O Taoísmo nos fala do vazio criativo — o Wu Wei, a potência do não-fazer.

O sábio taoista não preenche: ele permite.

Não força: flui.

Há beleza na pausa, na abertura, na ausência de esforço.


Mas nós, ocidentais cronicamente inquietos, temos horror ao silêncio.

Corremos para ocupar.

Inventamos rotinas, causas, distrações — qualquer coisa para não ouvir o eco que vem de dentro.

Espinosa nos diria que essa ânsia por preencher é nossa potência tentando se exercer — mas, às vezes, canalizada por afetos tristes: medo, inveja, ressentimento.

Buscamos objetos que nos deem forma: o bebê de silicone, a ideologia fervorosa, os bastidores do 804.


É a tentativa de sentir-se vivo, mesmo que por cópia.

Mas, para Espinosa, a liberdade nasce quando deixamos de ser meros efeitos. Quando compreendemos as causas que nos

movem — e, assim, nos tornamos causa de nós mesmos.

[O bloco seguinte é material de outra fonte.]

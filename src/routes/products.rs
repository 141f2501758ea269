//! `products` route module.

use serde_json::{json, Value};

use crate::dispatch::DispatchError;
use crate::query::transforms;
use crate::routing::{ResponseSpec, RouteDescriptor, RouteTable};

pub const PRODUCT_COUNT: usize = 25;

fn product_template() -> Value {
    json!({
        "id": "uuid",
        "name": "lorem.2.4",
        "description": "lorem.5.10",
        "price": "number.1.100"
    })
}

/// Product listing, detail and deletion.
pub fn table() -> RouteTable {
    let products: Vec<Value> = (0..PRODUCT_COUNT).map(|_| product_template()).collect();

    let mut show = product_template();
    show["company"] = json!({
        "id": "uuid",
        "name": "lorem.2.4",
        "description": "lorem.5.10"
    });

    RouteTable::new("products")
        .with_route(
            RouteDescriptor::get("/products", ResponseSpec::template(json!({ "products": products })))
                .with_query(transforms::offset("offset", "products".to_string()))
                .with_query(transforms::limit("limit", "products".to_string())),
        )
        .with_route(RouteDescriptor::get("/products/:id", ResponseSpec::template(show)))
        .with_route(RouteDescriptor::delete(
            "/products/:id",
            ResponseSpec::dynamic_sync(|ctx| {
                let id = ctx.param("id").unwrap_or_default();
                if uuid::Uuid::parse_str(id).is_err() {
                    return Err(DispatchError::not_found(format!("Product {id} not found")));
                }
                Ok(json!({ "id": id, "deleted": true }))
            }),
        ))
}
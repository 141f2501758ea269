//! `users` route module.

use std::sync::Arc;

use serde_json::{json, Map, Value};

use crate::dispatch::DispatchError;
use crate::query::transforms;
use crate::routing::{ResponseSpec, RouteDescriptor, RouteTable};
use crate::template::TemplateResolver;

pub const USER_COUNT: usize = 10;

fn user_template() -> Value {
    json!({
        "id": "uuid",
        "name": "lorem.2.2",
        "bio": "lorem.5.10",
        "active": "boolean",
        "createdAt": "past.90"
    })
}

/// `GET /users` lists users, `POST /users` echoes the body back with a fresh id.
pub fn table(resolver: Arc<TemplateResolver>) -> RouteTable {
    let users: Vec<Value> = (0..USER_COUNT).map(|_| user_template()).collect();

    RouteTable::new("users")
        .with_route(
            RouteDescriptor::get("/users", ResponseSpec::template(json!({ "users": users })))
                .with_query(transforms::limit("limit", "users".to_string()))
                .with_query(transforms::offset("offset", "users".to_string())),
        )
        .with_route(RouteDescriptor::post(
            "/users",
            ResponseSpec::dynamic_sync(move |ctx| {
                let body = match ctx.body {
                    Some(Value::Object(fields)) => fields,
                    Some(_) => return Err(DispatchError::internal("user body must be a JSON object")),
                    None => Map::new(),
                };
                let mut user = resolver.resolve(&user_template());
                if let Value::Object(ref mut generated) = user {
                    generated.extend(body);
                }
                Ok(user)
            }),
        ))
}

#[cfg(test)]
mod tests {
    use super::*;
    use crate::config::GenerationConfig;

    #[test]
    fn test_table_routes() {
        let table = table(Arc::new(TemplateResolver::new(GenerationConfig::default())));
        assert_eq!(table.name(), "users");
        let keys: Vec<String> = table.routes().iter().map(|r| r.key().to_string()).collect();
        assert_eq!(keys, vec!["GET:/users", "POST:/users"]);
        assert_eq!(table.routes()[0].query.len(), 2);
    }
}
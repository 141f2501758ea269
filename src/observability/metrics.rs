//! Metrics collection and exposition.
//!
//! # Metrics
//! - `mock_requests_total` (counter): requests by method, status
//! - `mock_request_duration_seconds` (histogram): latency distribution
//! - `mock_routes_registered` (gauge): routes served
//!
//! Updates are no-ops until a recorder is installed with [`init_metrics`].

use std::net::SocketAddr;
use std::time::Instant;

use metrics::{counter, gauge, histogram};
use metrics_exporter_prometheus::{BuildError, PrometheusBuilder};

/// Install the Prometheus recorder and its scrape endpoint on `addr`.
pub fn init_metrics(addr: SocketAddr) -> Result<(), BuildError> {
    PrometheusBuilder::new().with_http_listener(addr).install()?;
    tracing::info!(address = %addr, "Metrics endpoint listening");
    Ok(())
}

/// Record one completed request.
pub fn record_request(method: &str, status: u16, start: Instant) {
    let method = method.to_string();
    let status = status.to_string();
    counter!("mock_requests_total", "method" => method.clone(), "status" => status.clone()).increment(1);
    histogram!("mock_request_duration_seconds", "method" => method, "status" => status)
        .record(start.elapsed().as_secs_f64());
}

pub fn record_routes_registered(count: usize) {
    gauge!("mock_routes_registered").set(count as f64);
}
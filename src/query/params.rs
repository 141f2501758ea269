//! Query string access.

/// Ordered query parameters of one request.
#[derive(Debug, Clone, Default, PartialEq, Eq)]
pub struct QueryParams {
    pairs: Vec<(String, String)>,
}

impl QueryParams {
    /// Parse a raw (undecoded) query string such as `offset=10&limit=5`.
    pub fn parse(raw: &str) -> Self {
        let pairs = url::form_urlencoded::parse(raw.trim_start_matches('?').as_bytes())
            .into_owned()
            .collect();
        Self { pairs }
    }

    /// Parse an optional raw query string; `None` yields no parameters.
    pub fn from_raw(raw: Option<&str>) -> Self {
        raw.map(Self::parse).unwrap_or_default()
    }

    /// Value of `name` for a transform.
    ///
    /// The name is trimmed. Absent parameters yield `None`; repeated
    /// parameters yield the first occurrence.
    pub fn first(&self, name: &str) -> Option<&str> {
        let name = name.trim();
        self.pairs
            .iter()
            .find(|(key, _)| key == name)
            .map(|(_, value)| value.as_str())
    }
}
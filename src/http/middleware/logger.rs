//! Request/response logging.

use std::time::Instant;

use axum::{body::Body, http::Request, middleware::Next, response::Response};

use crate::http::request::request_id;
use crate::observability::metrics;

/// Logs each request on arrival and again with its status and latency.
pub async fn request_logger(request: Request<Body>, next: Next) -> Response {
    let start_time = Instant::now();
    let method = request.method().clone();
    let uri = request.uri().clone();
    let request_id = request_id(request.headers()).to_string();

    tracing::info!(request_id = %request_id, method = %method, uri = %uri, "request started");

    let response = next.run(request).await;
    let status = response.status().as_u16();

    tracing::info!(
        request_id = %request_id,
        method = %method,
        uri = %uri,
        status,
        duration_ms = start_time.elapsed().as_millis() as u64,
        "request finished"
    );
    metrics::record_request(method.as_str(), status, start_time);

    response
}
//! Template resolution subsystem.
//!
//! # Data Flow
//! ```text
//! TemplateValue (serde_json::Value)
//!     → resolver.rs (walk objects/arrays)
//!     → directive.rs (parse "category.arg1.arg2" strings)
//!     → generators.rs (uuid, lorem, number, boolean, past, future, array)
//!     → concrete Value
//! ```
//!
//! # Design Decisions
//! - Every string in a generated template is a directive
//! - Unknown directives become `Invalid key: <directive>`, never an error
//! - Generation defaults come from `GenerationConfig`

pub mod directive;
pub mod generators;
pub mod lorem;
pub mod resolver;

pub use directive::{Directive, MAX_ARRAY_DEPTH, MAX_DATE_SPAN_DAYS, MAX_LOREM_WORDS};
pub use generators::{Generator, MAX_GENERATED_ELEMENTS};
pub use resolver::{TemplateResolver, INVALID_KEY_PREFIX};
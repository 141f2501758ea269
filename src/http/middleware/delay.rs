//! Artificial latency.

use std::time::Duration;

use axum::{body::Body, extract::State, http::Request, middleware::Next, response::Response};

/// Sleeps for the configured duration before passing the request on.
pub async fn delay_middleware(
    State(delay): State<Duration>,
    request: Request<Body>,
    next: Next,
) -> Response {
    tokio::time::sleep(delay).await;
    next.run(request).await
}
//! Shared utilities for integration tests.

#![allow(dead_code)]

use std::sync::{Arc, Mutex};

use axum::body::Body;
use axum::http::{HeaderMap, Method, Request, StatusCode};
use axum::Router;
use serde_json::Value;
use tower::ServiceExt;

use mock_server::config::MockConfig;
use mock_server::dispatch::{DispatchError, Reporter};
use mock_server::routing::{HttpMethod, RouteRegistry, RouteTable};
use mock_server::{MockServer, TemplateResolver};

/// What a [`RecordingReporter`] saw.
#[derive(Debug, Clone, PartialEq, Eq)]
pub enum Event {
    Registered(String),
    Overridden(String),
    InvalidConfig { route: String, detail: String },
    Internal { route: String, message: String },
}

/// Reporter that keeps every event for later assertions.
#[derive(Default)]
pub struct RecordingReporter {
    events: Mutex<Vec<Event>>,
}

impl RecordingReporter {
    pub fn events(&self) -> Vec<Event> {
        self.events.lock().unwrap().clone()
    }

    pub fn internal_errors(&self) -> Vec<Event> {
        self.events()
            .into_iter()
            .filter(|e| matches!(e, Event::Internal { .. }))
            .collect()
    }

    fn push(&self, event: Event) {
        self.events.lock().unwrap().push(event);
    }
}

impl Reporter for RecordingReporter {
    fn route_registered(&self, method: HttpMethod, path: &str) {
        self.push(Event::Registered(format!("{method}:{path}")));
    }

    fn route_overridden(&self, method: HttpMethod, path: &str) {
        self.push(Event::Overridden(format!("{method}:{path}")));
    }

    fn invalid_route_config(&self, method: HttpMethod, path: &str, detail: &str) {
        self.push(Event::InvalidConfig {
            route: format!("{method}:{path}"),
            detail: detail.to_string(),
        });
    }

    fn internal_error(&self, method: HttpMethod, path: &str, error: &DispatchError) {
        self.push(Event::Internal {
            route: format!("{method}:{path}"),
            message: error.to_string(),
        });
    }
}

/// Config with no artificial delay and no built-in routes.
pub fn test_config() -> MockConfig {
    let mut config = MockConfig::default();
    config.middleware.delay_ms = 0;
    config.middleware.request_log = false;
    config.registry.builtin_routes = false;
    config
}

/// Router serving `tables` under `config`, plus the reporter it reports to.
pub fn build_router(config: MockConfig, tables: Vec<RouteTable>) -> (Router, Arc<RecordingReporter>) {
    let reporter = Arc::new(RecordingReporter::default());
    let resolver = Arc::new(TemplateResolver::new(config.generation.clone()));
    let mut registry = RouteRegistry::new(resolver, reporter.clone()).with_fail_fast(config.registry.fail_fast);
    registry.register_tables(tables).unwrap();
    let server = MockServer::new(config, registry);
    (server.router(), reporter)
}

/// Response as seen by a client.
pub struct TestResponse {
    pub status: StatusCode,
    pub headers: HeaderMap,
    pub body: Value,
}

/// Send one request through `router`. An empty body reads as `null`.
pub async fn send(router: &Router, method: Method, uri: &str, body: Option<Value>) -> TestResponse {
    let mut builder = Request::builder().method(method).uri(uri);
    let body = match body {
        Some(json) => {
            builder = builder.header("content-type", "application/json");
            Body::from(serde_json::to_vec(&json).unwrap())
        }
        None => Body::empty(),
    };

    let response = router
        .clone()
        .oneshot(builder.body(body).unwrap())
        .await
        .unwrap();

    let status = response.status();
    let headers = response.headers().clone();
    let bytes = axum::body::to_bytes(response.into_body(), usize::MAX).await.unwrap();
    let body = if bytes.is_empty() {
        Value::Null
    } else {
        serde_json::from_slice(&bytes).unwrap()
    };

    TestResponse { status, headers, body }
}

pub async fn get(router: &Router, uri: &str) -> TestResponse {
    send(router, Method::GET, uri, None).await
}
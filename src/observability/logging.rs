//! Structured logging.
//!
//! JSON output for machine parsing, pretty output for development. The
//! `RUST_LOG` environment variable wins over the configured level.

use tracing_subscriber::{layer::SubscriberExt, util::SubscriberInitExt, EnvFilter};

use crate::config::{LogFormat, ObservabilityConfig};

/// Default filter directive for `level`, scoped to this crate and tower-http.
pub fn default_directive(level: &str) -> String {
    format!("mock_server={level},tower_http={level}")
}

/// Install the global subscriber.
///
/// Returns an error if a subscriber is already installed.
pub fn init_logging(config: &ObservabilityConfig) -> Result<(), tracing_subscriber::util::TryInitError> {
    let filter = EnvFilter::try_from_default_env()
        .unwrap_or_else(|_| EnvFilter::new(default_directive(&config.log_level)));

    match config.log_format {
        LogFormat::Json => tracing_subscriber::registry()
            .with(filter)
            .with(tracing_subscriber::fmt::layer().json())
            .try_init(),
        LogFormat::Pretty => tracing_subscriber::registry()
            .with(filter)
            .with(tracing_subscriber::fmt::layer())
            .try_init(),
    }
}
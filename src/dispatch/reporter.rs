//! Observer interface for registration and dispatch events.
//!
//! The registry and the dispatcher never log directly; they call into a
//! `Reporter`. `TracingReporter` is the production sink.

use crate::dispatch::error::DispatchError;
use crate::routing::HttpMethod;

/// Receives registration and dispatch events.
pub trait Reporter: Send + Sync {
    /// A route was added to the registry.
    fn route_registered(&self, method: HttpMethod, path: &str);

    /// A route replaced an earlier registration with the same key.
    fn route_overridden(&self, method: HttpMethod, path: &str);

    /// A route's response could not be used.
    fn invalid_route_config(&self, method: HttpMethod, path: &str, detail: &str);

    /// A request failed with an internal error.
    fn internal_error(&self, method: HttpMethod, path: &str, error: &DispatchError);
}

/// Reporter that emits `tracing` events.
#[derive(Debug, Default, Clone, Copy)]
pub struct TracingReporter;

impl Reporter for TracingReporter {
    fn route_registered(&self, method: HttpMethod, path: &str) {
        tracing::info!(method = %method, path = %path, "Registered mock route");
    }

    fn route_overridden(&self, method: HttpMethod, path: &str) {
        tracing::warn!(method = %method, path = %path, "Route overridden by later definition");
    }

    fn invalid_route_config(&self, method: HttpMethod, path: &str, detail: &str) {
        tracing::error!(method = %method, path = %path, detail = %detail, "Invalid response type");
    }

    fn internal_error(&self, method: HttpMethod, path: &str, error: &DispatchError) {
        tracing::error!(method = %method, path = %path, error = %error, "Unexpected error handling route");
    }
}
//! Recursive template resolution.

use serde_json::{Map, Value};

use crate::config::GenerationConfig;
use crate::template::directive::Directive;
use crate::template::generators::Generator;

/// Prefix of the value substituted for directives outside the grammar.
pub const INVALID_KEY_PREFIX: &str = "Invalid key: ";

/// Turns template trees into concrete value trees.
#[derive(Debug, Clone)]
pub struct TemplateResolver {
    generator: Generator,
}

impl TemplateResolver {
    pub fn new(config: GenerationConfig) -> Self {
        Self {
            generator: Generator::new(config),
        }
    }

    pub fn config(&self) -> &GenerationConfig {
        self.generator.config()
    }

    /// Resolve a template tree.
    ///
    /// Strings are directives; other scalars pass through; objects and
    /// arrays are resolved element by element.
    pub fn resolve(&self, template: &Value) -> Value {
        match template {
            Value::String(directive) => self.resolve_directive(directive),
            Value::Object(fields) => Value::Object(
                fields
                    .iter()
                    .map(|(key, value)| (key.clone(), self.resolve(value)))
                    .collect::<Map<String, Value>>(),
            ),
            Value::Array(items) => Value::Array(items.iter().map(|item| self.resolve(item)).collect()),
            literal => literal.clone(),
        }
    }

    /// Resolve a single directive string. Never fails: directives that
    /// cannot be parsed or generated become the sentinel.
    pub fn resolve_directive(&self, directive: &str) -> Value {
        match Directive::parse(directive).and_then(|parsed| self.generator.generate(&parsed)) {
            Some(value) => value,
            None => {
                tracing::debug!(directive = %directive, "Unusable directive");
                Value::String(format!("{INVALID_KEY_PREFIX}{directive}"))
            }
        }
    }
}

impl Default for TemplateResolver {
    fn default() -> Self {
        Self::new(GenerationConfig::default())
    }
}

A senhora do 301 é movida pela necessidade de maternar.

O doutor do 202, pela necessidade de combater.

A vizinha do 404, pela necessidade de pertencimento.

Todas compreensíveis.

Todas humanas.

Mas todas, também, coleiras sutis que disfarçam o medo de parar.

Medo de simplesmente ser.


A crônica talvez seja isso: uma tentativa de escutar o vazio sem pressa.

De nomear o que não tem forma, mas nos molda.

De acompanhar, com gentileza, aqueles que — como nós — tateiam no escuro à procura de sentido.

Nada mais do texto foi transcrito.